(Prompt) Provide nothing except how many lines of the data contain the word "PartialTimeout".

▼

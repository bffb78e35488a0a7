//! Singleton controller replica.
//!
//! Runs one or more replicas of a demo controller against an in-memory
//! deterministic store. Exactly one replica leads at a time; the leader waits
//! for its caches before starting workers, and hands over on SIGINT/SIGTERM.
//!
//! Configuration is loaded from environment variables, a TOML file, or CLI
//! arguments (precedence: env < TOML < CLI).
//!
//! # Usage
//!
//! ```bash
//! # Single replica with defaults
//! aspen-singleton --lease-namespace kube-bind --lease-name konnector
//!
//! # Three contending replicas, two caches each
//! aspen-singleton --replicas 3 --cache widgets --cache gadgets
//!
//! # Environment variables
//! export ASPEN_SINGLETON_LEASE_NAMESPACE=kube-bind
//! aspen-singleton --config /etc/aspen/singleton.toml
//! ```

use std::path::Path;
use std::path::PathBuf;
use std::sync::Arc;
use std::time::Duration;

use anyhow::Context;
use anyhow::Result;
use aspen_singleton::DeterministicKeyValueStore;
use aspen_singleton::LeadershipObserver;
use aspen_singleton::ReconcileError;
use aspen_singleton::Reconciler;
use aspen_singleton::SingletonConfig;
use aspen_singleton::SingletonCoordinator;
use aspen_singleton::Term;
use aspen_singleton::WorkQueue;
use aspen_singleton::cache_source;
use async_trait::async_trait;
use clap::Parser;
use tokio::signal;
use tokio::task::JoinSet;
use tokio_util::sync::CancellationToken;
use tracing::error;
use tracing::info;
use tracing_subscriber::EnvFilter;

#[derive(Parser, Debug)]
#[command(name = "aspen-singleton", version)]
struct Args {
    /// Path to TOML configuration file.
    #[arg(long)]
    config: Option<PathBuf>,

    /// Unique replica identity. Defaults to `{hostname}_{uuid}`.
    #[arg(long)]
    identity: Option<String>,

    /// Name of the lease guarding the singleton.
    #[arg(long)]
    lease_name: Option<String>,

    /// Namespace of the lease.
    #[arg(long)]
    lease_namespace: Option<String>,

    /// Lease duration in milliseconds.
    #[arg(long)]
    lease_duration_ms: Option<u64>,

    /// Renewal interval in milliseconds.
    #[arg(long)]
    renew_interval_ms: Option<u64>,

    /// Acquisition retry period in milliseconds.
    #[arg(long)]
    retry_period_ms: Option<u64>,

    /// Reconciliation workers started while leading.
    #[arg(long)]
    worker_count: Option<u32>,

    /// Cache sync timeout in milliseconds.
    #[arg(long)]
    cache_sync_timeout_ms: Option<u64>,

    /// Replicas to run in this process, all contending for the same lease.
    #[arg(long, default_value_t = 1)]
    replicas: u32,

    /// Demo cache names each replica waits on before starting workers.
    #[arg(long = "cache", default_value = "primary")]
    caches: Vec<String>,

    /// How long the demo caches take to sync, in milliseconds.
    #[arg(long, default_value_t = 200)]
    cache_sync_delay_ms: u64,

    /// Interval between demo work items, in milliseconds.
    #[arg(long, default_value_t = 1_000)]
    work_interval_ms: u64,
}

fn init_tracing() {
    let filter = EnvFilter::try_from_default_env().unwrap_or_else(|_| EnvFilter::new("info"));
    tracing_subscriber::fmt().with_env_filter(filter).with_target(false).compact().init();
}

/// Overrides given on the command line, as a config layer.
fn cli_config(args: &Args) -> SingletonConfig {
    let defaults = SingletonConfig::default();
    SingletonConfig {
        identity: args.identity.clone().unwrap_or(defaults.identity),
        lease_name: args.lease_name.clone().unwrap_or(defaults.lease_name),
        lease_namespace: args.lease_namespace.clone().unwrap_or(defaults.lease_namespace),
        lease_duration_ms: args.lease_duration_ms.unwrap_or(defaults.lease_duration_ms),
        renew_interval_ms: args.renew_interval_ms.unwrap_or(defaults.renew_interval_ms),
        retry_period_ms: args.retry_period_ms.unwrap_or(defaults.retry_period_ms),
        worker_count: args.worker_count.unwrap_or(defaults.worker_count),
        cache_sync_timeout_ms: args.cache_sync_timeout_ms.unwrap_or(defaults.cache_sync_timeout_ms),
        ..defaults
    }
}

/// Load configuration with precedence env < TOML < CLI.
fn load_config(path: Option<&Path>, cli: SingletonConfig) -> Result<SingletonConfig> {
    let mut config = SingletonConfig::from_env();
    if let Some(path) = path {
        let file = SingletonConfig::from_toml_file(path)
            .with_context(|| format!("failed to load config from {}", path.display()))?;
        config.merge(file);
    }
    config.merge(cli);

    let config = config.with_default_identity();
    config.validate().context("invalid configuration")?;
    Ok(config)
}

/// Logs each key it is asked to reconcile.
struct LoggingReconciler {
    replica: String,
}

#[async_trait]
impl Reconciler for LoggingReconciler {
    async fn reconcile(&self, key: &str, cancel: &CancellationToken) -> Result<(), ReconcileError> {
        tokio::select! {
            _ = cancel.cancelled() => {}
            _ = tokio::time::sleep(Duration::from_millis(50)) => {
                info!(replica = %self.replica, key, "reconciled");
            }
        }
        Ok(())
    }
}

/// Logs leadership transitions.
struct LoggingObserver {
    replica: String,
}

#[async_trait]
impl LeadershipObserver for LoggingObserver {
    async fn on_became_leader(&self, term: Term) {
        info!(replica = %self.replica, term = term.value(), "became leader");
    }

    async fn on_lost_leadership(&self, term: Term) {
        info!(replica = %self.replica, term = term.value(), "lost leadership");
    }
}

/// Feed a demo cache: report synced after `delay`, then idle until shutdown.
fn spawn_cache_feed(name: String, delay: Duration, cancel: CancellationToken) -> aspen_singleton::CacheSource {
    let (notifier, source) = cache_source(name);
    tokio::spawn(async move {
        tokio::select! {
            _ = cancel.cancelled() => return,
            _ = tokio::time::sleep(delay) => notifier.mark_synced(),
        }
        cancel.cancelled().await;
    });
    source
}

/// Produce demo work items on a fixed interval.
fn spawn_work_producer(queue: Arc<WorkQueue>, interval: Duration, cancel: CancellationToken) {
    tokio::spawn(async move {
        let mut ticker = tokio::time::interval(interval);
        let mut sequence: u64 = 0;
        loop {
            tokio::select! {
                _ = cancel.cancelled() => return,
                _ = ticker.tick() => {}
            }
            sequence += 1;
            queue.add(format!("object-{}", sequence % 8)).await;
        }
    });
}

#[tokio::main]
async fn main() -> Result<()> {
    init_tracing();

    let args = Args::parse();
    let config = load_config(args.config.as_deref(), cli_config(&args))?;

    info!(
        replicas = args.replicas,
        lease_namespace = %config.lease_namespace,
        lease_name = %config.lease_name,
        "starting aspen-singleton v{}",
        env!("CARGO_PKG_VERSION")
    );

    let store = DeterministicKeyValueStore::new();
    let cancel = CancellationToken::new();
    let queue = Arc::new(WorkQueue::new());
    spawn_work_producer(queue.clone(), Duration::from_millis(args.work_interval_ms), cancel.clone());

    let mut replicas = JoinSet::new();
    for index in 0..args.replicas.max(1) {
        let mut replica_config = config.clone();
        if args.replicas > 1 {
            replica_config.identity = format!("{}-{index}", config.identity);
        }
        let replica = replica_config.identity.clone();
        info!(index, identity = %replica, "starting replica");

        let mut coordinator = SingletonCoordinator::new(store.clone(), replica_config)
            .with_work_queue(queue.clone())
            .with_reconciler(Arc::new(LoggingReconciler {
                replica: replica.clone(),
            }))
            .with_observer(Arc::new(LoggingObserver {
                replica: replica.clone(),
            }));
        for name in &args.caches {
            let source = spawn_cache_feed(
                name.clone(),
                Duration::from_millis(args.cache_sync_delay_ms),
                cancel.clone(),
            );
            coordinator = coordinator.with_cache_source(source);
        }

        let replica_cancel = cancel.clone();
        replicas.spawn(async move { (replica, coordinator.run(replica_cancel).await) });
    }

    let mut failed = false;
    tokio::select! {
        _ = shutdown_signal() => {}
        Some(joined) = replicas.join_next() => {
            // A replica only returns early on a fatal error.
            let (replica, result) = joined.context("replica task panicked")?;
            if let Err(e) = result {
                error!(replica = %replica, error = %e, "replica stopped");
                failed = true;
            }
        }
    }

    cancel.cancel();
    while let Some(joined) = replicas.join_next().await {
        let (replica, result) = joined.context("replica task panicked")?;
        if let Err(e) = result {
            error!(replica = %replica, error = %e, "replica stopped");
            failed = true;
        }
    }

    if failed {
        anyhow::bail!("one or more replicas failed");
    }
    info!("shutdown complete");
    Ok(())
}

/// Wait for shutdown signal (SIGINT or SIGTERM).
async fn shutdown_signal() {
    let ctrl_c = async {
        if let Err(err) = signal::ctrl_c().await {
            error!("failed to install Ctrl+C handler: {}", err);
        }
    };

    #[cfg(unix)]
    let terminate = async {
        match signal::unix::signal(signal::unix::SignalKind::terminate()) {
            Ok(mut sig) => {
                sig.recv().await;
            }
            Err(err) => error!("failed to install SIGTERM handler: {}", err),
        }
    };

    #[cfg(not(unix))]
    let terminate = std::future::pending::<()>();

    tokio::select! {
        _ = ctrl_c => {
            info!("received SIGINT, initiating graceful shutdown");
        }
        _ = terminate => {
            info!("received SIGTERM, initiating graceful shutdown");
        }
    }
}
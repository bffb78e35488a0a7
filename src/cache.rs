//! Startup barrier across independently populated watch caches.
//!
//! Each cache feed gets a [`SyncNotifier`] and the coordinator keeps the
//! matching [`CacheSource`]. The feed flips its flag once its initial list
//! has been applied; [`CacheSyncBarrier::wait_for_all`] waits for every flag
//! concurrently, so the wait is bounded by the slowest source rather than
//! the sum of all of them.

use std::time::Duration;

use futures::future::join_all;
use tokio::sync::watch;
use tokio_util::sync::CancellationToken;
use tracing::debug;
use tracing::info;
use tracing::warn;

/// Create a named cache source and the notifier its feed uses to report sync.
pub fn cache_source(name: impl Into<String>) -> (SyncNotifier, CacheSource) {
    let name = name.into();
    let (tx, rx) = watch::channel(false);
    (SyncNotifier { name: name.clone(), tx }, CacheSource { name, synced: rx })
}

/// Write side of a cache's sync flag, owned by the cache's population task.
#[derive(Debug)]
pub struct SyncNotifier {
    name: String,
    tx: watch::Sender<bool>,
}

impl SyncNotifier {
    /// Mark the cache as synced. Later calls are no-ops; the flag never resets.
    pub fn mark_synced(&self) {
        let changed = self.tx.send_if_modified(|synced| {
            if *synced {
                false
            } else {
                *synced = true;
                true
            }
        });
        if changed {
            debug!(source = %self.name, "cache reported synced");
        }
    }

    /// Name of the cache this notifier reports for.
    pub fn name(&self) -> &str {
        &self.name
    }
}

/// Read side of a cache's sync flag.
#[derive(Debug, Clone)]
pub struct CacheSource {
    name: String,
    synced: watch::Receiver<bool>,
}

impl CacheSource {
    /// Name of the cache.
    pub fn name(&self) -> &str {
        &self.name
    }

    /// Whether the cache has reported initial consistency.
    pub fn is_synced(&self) -> bool {
        *self.synced.borrow()
    }

    /// Wait until synced. Never completes if the feed drops its notifier first.
    async fn wait_synced(&self) {
        let mut rx = self.synced.clone();
        if rx.wait_for(|synced| *synced).await.is_err() {
            warn!(source = %self.name, "cache feed stopped before syncing");
            std::future::pending::<()>().await;
        }
    }
}

/// Result of [`CacheSyncBarrier::wait_for_all`].
#[derive(Debug, Clone, PartialEq, Eq)]
pub enum SyncOutcome {
    /// Every source reported synced.
    AllSynced,
    /// The timeout elapsed first; names are in registration order.
    PartialTimeout {
        /// Sources that never reported synced.
        unsynced: Vec<String>,
    },
    /// Cancellation fired before the barrier resolved.
    Cancelled,
}

/// Waits for a fixed set of caches to reach initial consistency.
#[derive(Debug, Clone, Default)]
pub struct CacheSyncBarrier {
    sources: Vec<CacheSource>,
}

impl CacheSyncBarrier {
    /// Create a barrier over `sources`.
    pub fn new(sources: Vec<CacheSource>) -> Self {
        Self { sources }
    }

    /// Add another source to wait on.
    pub fn push(&mut self, source: CacheSource) {
        self.sources.push(source);
    }

    /// Wait, concurrently, for every source to sync.
    ///
    /// Returns promptly with [`SyncOutcome::Cancelled`] when `cancel` fires.
    pub async fn wait_for_all(&self, timeout: Duration, cancel: &CancellationToken) -> SyncOutcome {
        let all = join_all(self.sources.iter().map(CacheSource::wait_synced));

        let outcome = tokio::select! {
            _ = cancel.cancelled() => return SyncOutcome::Cancelled,
            result = tokio::time::timeout(timeout, all) => match result {
                Ok(_) => SyncOutcome::AllSynced,
                Err(_) => SyncOutcome::PartialTimeout { unsynced: self.unsynced() },
            },
        };

        let status: Vec<String> =
            self.sources.iter().map(|s| format!("{}={}", s.name(), s.is_synced())).collect();
        match &outcome {
            SyncOutcome::AllSynced => info!(sources = ?status, "local caches are synced"),
            SyncOutcome::PartialTimeout { unsynced } => {
                warn!(sources = ?status, unsynced = ?unsynced, timeout_ms = timeout.as_millis() as u64, "cache sync timed out")
            }
            SyncOutcome::Cancelled => {}
        }
        outcome
    }

    fn unsynced(&self) -> Vec<String> {
        self.sources.iter().filter(|s| !s.is_synced()).map(|s| s.name().to_string()).collect()
    }
}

▲

(Answer section) 3